YOUR TASK:
Reproduce exactly the lines below from the one containing "between R peaks" through the one containing "let decoded = match", including both, and nothing else.

Dataset items:
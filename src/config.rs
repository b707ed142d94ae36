//! Configuration for mindwave-io
//!
//! Loads configuration from a TOML file. Only the serial port is mandatory;
//! every timing knob has a default matching the dongle's documented behavior.

use crate::devices::mindwave::Ghid;
use crate::error::Result;
use serde::{Deserialize, Serialize};
use std::fs;
use std::path::Path;
use std::time::Duration;

/// Top-level application configuration
#[derive(Debug, Clone, Deserialize, Serialize)]
pub struct Config {
    pub device: DeviceConfig,
    #[serde(default)]
    pub logging: LoggingConfig,
    #[serde(default)]
    pub monitor: MonitorConfig,
}

/// Dongle connection and protocol timing
#[derive(Debug, Clone, Deserialize, Serialize)]
pub struct DeviceConfig {
    /// Serial port of the USB dongle (e.g. "/dev/ttyUSB0", "COM3")
    pub port: String,

    /// Dongle baud rate
    #[serde(default = "default_baud_rate")]
    pub baud_rate: u32,

    /// Serial read timeout per call
    #[serde(default = "default_read_timeout_ms")]
    pub read_timeout_ms: u64,

    /// Headset to pair with; `None` or "0000" auto-connects
    #[serde(default, skip_serializing_if = "Option::is_none")]
    pub ghid: Option<Ghid>,

    /// Wait after a Reset command before discarding input
    #[serde(default = "default_settle_ms")]
    pub settle_ms: u64,

    /// Wait between "still searching" standby replies during the handshake
    #[serde(default = "default_search_backoff_ms")]
    pub search_backoff_ms: u64,

    /// Empty reads tolerated per byte before a read times out
    #[serde(default = "default_read_attempts")]
    pub read_attempts: u32,

    /// Sleep between empty reads
    #[serde(default = "default_read_retry_interval_ms")]
    pub read_retry_interval_ms: u64,

    /// Upper bound on how long `disconnect` waits for the reader thread
    #[serde(default = "default_shutdown_timeout_ms")]
    pub shutdown_timeout_ms: u64,

    /// Capacity of the driver event channel
    #[serde(default = "default_event_capacity")]
    pub event_capacity: usize,
}

/// Logging configuration
#[derive(Debug, Clone, Deserialize, Serialize)]
pub struct LoggingConfig {
    /// Log level (trace, debug, info, warn, error)
    pub level: String,
}

/// Monitor binary settings
#[derive(Debug, Clone, Deserialize, Serialize)]
pub struct MonitorConfig {
    /// Interval between snapshot reports
    pub report_interval_ms: u64,
}

fn default_baud_rate() -> u32 {
    115_200
}

fn default_read_timeout_ms() -> u64 {
    500
}

fn default_settle_ms() -> u64 {
    1000
}

fn default_search_backoff_ms() -> u64 {
    1000
}

fn default_read_attempts() -> u32 {
    500
}

fn default_read_retry_interval_ms() -> u64 {
    1
}

fn default_shutdown_timeout_ms() -> u64 {
    2000
}

fn default_event_capacity() -> usize {
    256
}

impl DeviceConfig {
    /// Defaults for the given port, auto-connect mode
    pub fn new(port: impl Into<String>) -> Self {
        Self {
            port: port.into(),
            baud_rate: default_baud_rate(),
            read_timeout_ms: default_read_timeout_ms(),
            ghid: None,
            settle_ms: default_settle_ms(),
            search_backoff_ms: default_search_backoff_ms(),
            read_attempts: default_read_attempts(),
            read_retry_interval_ms: default_read_retry_interval_ms(),
            shutdown_timeout_ms: default_shutdown_timeout_ms(),
            event_capacity: default_event_capacity(),
        }
    }

    /// Pair with a specific headset instead of auto-connecting
    pub fn with_ghid(mut self, ghid: Ghid) -> Self {
        self.ghid = Some(ghid);
        self
    }

    pub fn read_timeout(&self) -> Duration {
        Duration::from_millis(self.read_timeout_ms)
    }

    pub fn settle(&self) -> Duration {
        Duration::from_millis(self.settle_ms)
    }

    pub fn search_backoff(&self) -> Duration {
        Duration::from_millis(self.search_backoff_ms)
    }

    pub fn read_retry_interval(&self) -> Duration {
        Duration::from_millis(self.read_retry_interval_ms)
    }

    pub fn shutdown_timeout(&self) -> Duration {
        Duration::from_millis(self.shutdown_timeout_ms)
    }
}

impl Default for LoggingConfig {
    fn default() -> Self {
        Self {
            level: "info".to_string(),
        }
    }
}

impl Default for MonitorConfig {
    fn default() -> Self {
        Self {
            report_interval_ms: 1000,
        }
    }
}

impl Config {
    /// Load configuration from TOML file
    ///
    /// # Example
    /// ```no_run
    /// use mindwave_io::config::Config;
    ///
    /// let config = Config::load("mindwave.toml")?;
    /// # Ok::<(), Box<dyn std::error::Error>>(())
    /// ```
    pub fn load<P: AsRef<Path>>(path: P) -> Result<Self> {
        let contents = fs::read_to_string(path)?;
        Self::from_toml_str(&contents)
    }

    /// Parse configuration from TOML text
    pub fn from_toml_str(contents: &str) -> Result<Self> {
        Ok(toml::from_str(contents)?)
    }

    /// Render configuration as TOML text
    pub fn to_toml_string(&self) -> Result<String> {
        Ok(toml::to_string_pretty(self)?)
    }

    /// Save configuration to TOML file
    pub fn save<P: AsRef<Path>>(&self, path: P) -> Result<()> {
        fs::write(path, self.to_toml_string()?)?;
        Ok(())
    }

    /// Default configuration for a dongle on the first USB serial port
    pub fn mindwave_defaults() -> Self {
        Self {
            device: DeviceConfig::new("/dev/ttyUSB0"),
            logging: LoggingConfig::default(),
            monitor: MonitorConfig::default(),
        }
    }
}

impl Default for Config {
    fn default() -> Self {
        Self::mindwave_defaults()
    }
}
//! Mock transport for testing and dongle simulation
//!
//! Clones share the same buffers, so a test can keep one handle while the
//! driver owns another.

use super::Transport;
use crate::error::Result;
use parking_lot::Mutex;
use std::collections::VecDeque;
use std::sync::Arc;

/// Mock transport with scripted replies
#[derive(Clone)]
pub struct MockTransport {
    inner: Arc<Mutex<MockTransportInner>>,
}

struct MockTransportInner {
    read_buffer: VecDeque<u8>,
    write_buffer: Vec<u8>,
    /// One-shot replies queued when a write matches the trigger bytes
    replies: Vec<(Vec<u8>, Vec<u8>)>,
    read_error: Option<std::io::ErrorKind>,
    clears: usize,
}

impl MockTransport {
    /// Create a new mock transport
    pub fn new() -> Self {
        MockTransport {
            inner: Arc::new(Mutex::new(MockTransportInner {
                read_buffer: VecDeque::new(),
                write_buffer: Vec::new(),
                replies: Vec::new(),
                read_error: None,
                clears: 0,
            })),
        }
    }

    /// Inject data to be read
    pub fn inject_read(&self, data: &[u8]) {
        self.inner.lock().read_buffer.extend(data);
    }

    /// Queue `reply` for reading once a write equal to `trigger` arrives
    ///
    /// Each registration fires once; register the same trigger twice to
    /// answer it twice.
    pub fn respond_to(&self, trigger: &[u8], reply: &[u8]) {
        self.inner
            .lock()
            .replies
            .push((trigger.to_vec(), reply.to_vec()));
    }

    /// Make every read fail with `kind` until cleared with `None`
    pub fn set_read_error(&self, kind: Option<std::io::ErrorKind>) {
        self.inner.lock().read_error = kind;
    }

    /// Get all written data
    pub fn get_written(&self) -> Vec<u8> {
        self.inner.lock().write_buffer.clone()
    }

    /// Clear written data
    pub fn clear_written(&self) {
        self.inner.lock().write_buffer.clear();
    }

    /// Bytes still waiting to be read
    pub fn pending_read(&self) -> usize {
        self.inner.lock().read_buffer.len()
    }

    /// Number of times the input buffer was discarded
    pub fn clear_count(&self) -> usize {
        self.inner.lock().clears
    }
}

impl Transport for MockTransport {
    fn read(&mut self, buffer: &mut [u8]) -> Result<usize> {
        let mut inner = self.inner.lock();
        if let Some(kind) = inner.read_error {
            return Err(std::io::Error::from(kind).into());
        }

        let available = inner.read_buffer.len().min(buffer.len());
        for (slot, byte) in buffer
            .iter_mut()
            .zip(inner.read_buffer.drain(..available))
        {
            *slot = byte;
        }

        Ok(available)
    }

    fn write(&mut self, data: &[u8]) -> Result<usize> {
        let mut inner = self.inner.lock();
        inner.write_buffer.extend_from_slice(data);

        if let Some(pos) = inner.replies.iter().position(|(t, _)| t == data) {
            let (_, reply) = inner.replies.remove(pos);
            inner.read_buffer.extend(reply);
        }

        Ok(data.len())
    }

    fn flush(&mut self) -> Result<()> {
        Ok(())
    }

    fn clear(&mut self) -> Result<()> {
        let mut inner = self.inner.lock();
        inner.read_buffer.clear();
        inner.clears += 1;
        Ok(())
    }
}

impl Default for MockTransport {
    fn default() -> Self {
        Self::new()
    }
}

#[cfg(test)]
mod tests {
    use super::*;

    #[test]
    fn test_read_drains_injected_bytes() {
        let mut mock = MockTransport::new();
        mock.inject_read(&[1, 2, 3]);

        let mut buf = [0u8; 2];
        assert_eq!(mock.read(&mut buf).unwrap(), 2);
        assert_eq!(buf, [1, 2]);
        assert_eq!(mock.read(&mut buf).unwrap(), 1);
        assert_eq!(buf[0], 3);
        assert_eq!(mock.read(&mut buf).unwrap(), 0);
    }

    #[test]
    fn test_scripted_reply_fires_once() {
        let mut mock = MockTransport::new();
        mock.respond_to(&[0xC2], &[0xAA, 0xAA]);

        mock.write_all(&[0xC1]).unwrap();
        assert_eq!(mock.pending_read(), 0);

        mock.write_all(&[0xC2]).unwrap();
        assert_eq!(mock.pending_read(), 2);

        mock.write_all(&[0xC2]).unwrap();
        assert_eq!(mock.pending_read(), 2);
        assert_eq!(mock.get_written(), vec![0xC1, 0xC2, 0xC2]);
    }

    #[test]
    fn test_clear_discards_input() {
        let mut mock = MockTransport::new();
        mock.inject_read(&[9, 9, 9]);
        mock.clear().unwrap();
        assert_eq!(mock.pending_read(), 0);
        assert_eq!(mock.clear_count(), 1);
    }

    #[test]
    fn test_read_error() {
        let mut mock = MockTransport::new();
        mock.set_read_error(Some(std::io::ErrorKind::BrokenPipe));
        let mut buf = [0u8; 1];
        assert!(mock.read(&mut buf).is_err());

        mock.set_read_error(None);
        assert_eq!(mock.read(&mut buf).unwrap(), 0);
    }
}
//! ThinkGear payload decoding
//!
//! A payload is a run of records:
//!
//! ```text
//! [0x55 × level] [CODE] [LEN if CODE >= 0x80] [DATA; LEN or 1]
//! ```
//!
//! Parsing and applying are split so the caller can parse outside the sensor
//! lock and then apply a whole frame under one acquisition.

use super::constants::*;
use crate::core::types::{EegPower, SensorState};
use crate::error::{Error, Result};

/// One decoded record
#[derive(Debug, Clone, PartialEq)]
pub enum Record {
    /// 0x02: 0 = best, 200 = no contact
    PoorSignal(u8),
    /// 0x03
    HeartRate(u8),
    /// 0x04: eSense 0-100
    Attention(u8),
    /// 0x05: eSense 0-100
    Meditation(u8),
    /// 0x06
    RawWave8Bit(u8),
    /// 0x07
    RawMarker(u8),
    /// 0x16: 1-255
    BlinkStrength(u8),
    /// 0x80
    RawWave(i16),
    /// 0x81: floating-point band powers, wire order
    EegPowerFloat([f32; EEG_BAND_COUNT]),
    /// 0x83
    AsicEegPower(EegPower),
    /// 0x86: milliseconds between R peaks
    RrInterval(u16),
    /// Extension level 0 code with no known layout
    Unknown { code: u8, data: Vec<u8> },
    /// Any record behind one or more 0x55 markers
    Extended { level: u8, code: u8, data: Vec<u8> },
}

impl Record {
    /// Interpret one record's data
    ///
    /// Known codes whose data is shorter than their layout come back as
    /// [`Record::Unknown`].
    pub fn decode(level: u8, code: u8, data: &[u8]) -> Self {
        if level > 0 {
            return Record::Extended {
                level,
                code,
                data: data.to_vec(),
            };
        }

        let decoded = match (code, data) {
            (CODE_POOR_SIGNAL, [v, ..]) => Some(Record::PoorSignal(*v)),
            (CODE_HEART_RATE, [v, ..]) => Some(Record::HeartRate(*v)),
            (CODE_ATTENTION, [v, ..]) => Some(Record::Attention(*v)),
            (CODE_MEDITATION, [v, ..]) => Some(Record::Meditation(*v)),
            (CODE_RAW_8BIT, [v, ..]) => Some(Record::RawWave8Bit(*v)),
            (CODE_RAW_MARKER, [v, ..]) => Some(Record::RawMarker(*v)),
            (CODE_BLINK_STRENGTH, [v, ..]) => Some(Record::BlinkStrength(*v)),
            (CODE_RAW_WAVE, [hi, lo, ..]) => Some(Record::RawWave(i16::from_be_bytes([*hi, *lo]))),
            (CODE_EEG_POWER, d) if d.len() >= EEG_POWER_LEN => {
                Some(Record::EegPowerFloat(decode_float_bands(d)))
            }
            (CODE_ASIC_EEG_POWER, d) if d.len() >= ASIC_EEG_POWER_LEN => {
                Some(Record::AsicEegPower(decode_asic_bands(d)))
            }
            (CODE_RR_INTERVAL, [hi, lo, ..]) => {
                Some(Record::RrInterval(u16::from_be_bytes([*hi, *lo])))
            }
            _ => None,
        };

        decoded.unwrap_or_else(|| {
            log::debug!("Unrecognized record code=0x{:02X} data={:02X?}", code, data);
            Record::Unknown {
                code,
                data: data.to_vec(),
            }
        })
    }

    /// Fold this record into the snapshot; false if it has no snapshot field
    pub fn apply(&self, state: &mut SensorState) -> bool {
        match *self {
            Record::PoorSignal(v) => state.poor_signal_quality = v,
            Record::Attention(v) => state.attention = v,
            Record::Meditation(v) => state.meditation = v,
            Record::BlinkStrength(v) => state.blink_strength = v,
            Record::RawWave(v) => state.raw_wave = v,
            Record::AsicEegPower(power) => state.eeg_power = power,
            _ => return false,
        }
        true
    }
}

/// Eight unsigned 24-bit big-endian triplets
fn decode_asic_bands(data: &[u8]) -> EegPower {
    let mut bands = [0u32; EEG_BAND_COUNT];
    for (band, triplet) in bands.iter_mut().zip(data.chunks_exact(3)) {
        *band = (triplet[0] as u32) << 16 | (triplet[1] as u32) << 8 | triplet[2] as u32;
    }
    EegPower::from_bands(bands)
}

/// Eight big-endian IEEE-754 singles
fn decode_float_bands(data: &[u8]) -> [f32; EEG_BAND_COUNT] {
    let mut bands = [0f32; EEG_BAND_COUNT];
    for (band, quad) in bands.iter_mut().zip(data.chunks_exact(4)) {
        *band = f32::from_be_bytes([quad[0], quad[1], quad[2], quad[3]]);
    }
    bands
}

/// Split a data payload into records
///
/// The cursor must land exactly on the payload end; a record that runs past
/// it fails the whole payload.
pub fn parse_records(payload: &[u8]) -> Result<Vec<Record>> {
    let mut records = Vec::new();
    let mut pos = 0;

    while pos < payload.len() {
        let start = pos;
        let truncated = |needed: usize| Error::TruncatedPayload {
            offset: start,
            needed,
            available: payload.len() - start,
        };

        let mut level: u8 = 0;
        while payload.get(pos) == Some(&EXCODE_BYTE) {
            level = level.saturating_add(1);
            pos += 1;
        }

        let code = *payload.get(pos).ok_or_else(|| truncated(pos - start + 1))?;
        pos += 1;

        let len = if code >= MULTI_BYTE_CODE_THRESHOLD {
            let len = *payload.get(pos).ok_or_else(|| truncated(pos - start + 1))?;
            pos += 1;
            len as usize
        } else {
            1
        };

        let data = payload
            .get(pos..pos + len)
            .ok_or_else(|| truncated(pos - start + len))?;
        pos += len;

        records.push(Record::decode(level, code, data));
    }

    Ok(records)
}

/// Classify a payload received while streaming and parse its records
///
/// A disconnect notice fails with `HeadsetDisconnected`; a standby keep-alive
/// yields no records.
pub fn parse_payload(payload: &[u8]) -> Result<Vec<Record>> {
    match payload.first() {
        None | Some(&REPLY_STANDBY) => Ok(Vec::new()),
        Some(&REPLY_HEADSET_DISCONNECTED) => Err(Error::HeadsetDisconnected),
        Some(_) => parse_records(payload),
    }
}

/// Apply records to the snapshot, returning the ones it has no field for
pub fn apply_records(records: Vec<Record>, state: &mut SensorState) -> Vec<Record> {
    let mut applied = false;
    let mut rest = Vec::new();
    for record in records {
        if record.apply(state) {
            applied = true;
        } else {
            rest.push(record);
        }
    }
    if applied {
        state.touch();
    }
    rest
}

/// Decode a whole payload into `state`
///
/// Returns the records the snapshot has no field for (extended, unknown and
/// supplementary codes).
pub fn decode(payload: &[u8], state: &mut SensorState) -> Result<Vec<Record>> {
    let records = parse_payload(payload)?;
    Ok(apply_records(records, state))
}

EXPECTED OUTPUT:
    /// 0x86: milliseconds between R peaks
    RrInterval(u16),
    /// Extension level 0 code with no known layout
    Unknown { code: u8, data: Vec<u8> },
    /// Any record behind one or more 0x55 markers
    Extended { level: u8, code: u8, data: Vec<u8> },
}

impl Record {
    /// Interpret one record's data
    ///
    /// Known codes whose data is shorter than their layout come back as
    /// [`Record::Unknown`].
    pub fn decode(level: u8, code: u8, data: &[u8]) -> Self {
        if level > 0 {
            return Record::Extended {
                level,
                code,
                data: data.to_vec(),
            };
        }

        let decoded = match (code, data) {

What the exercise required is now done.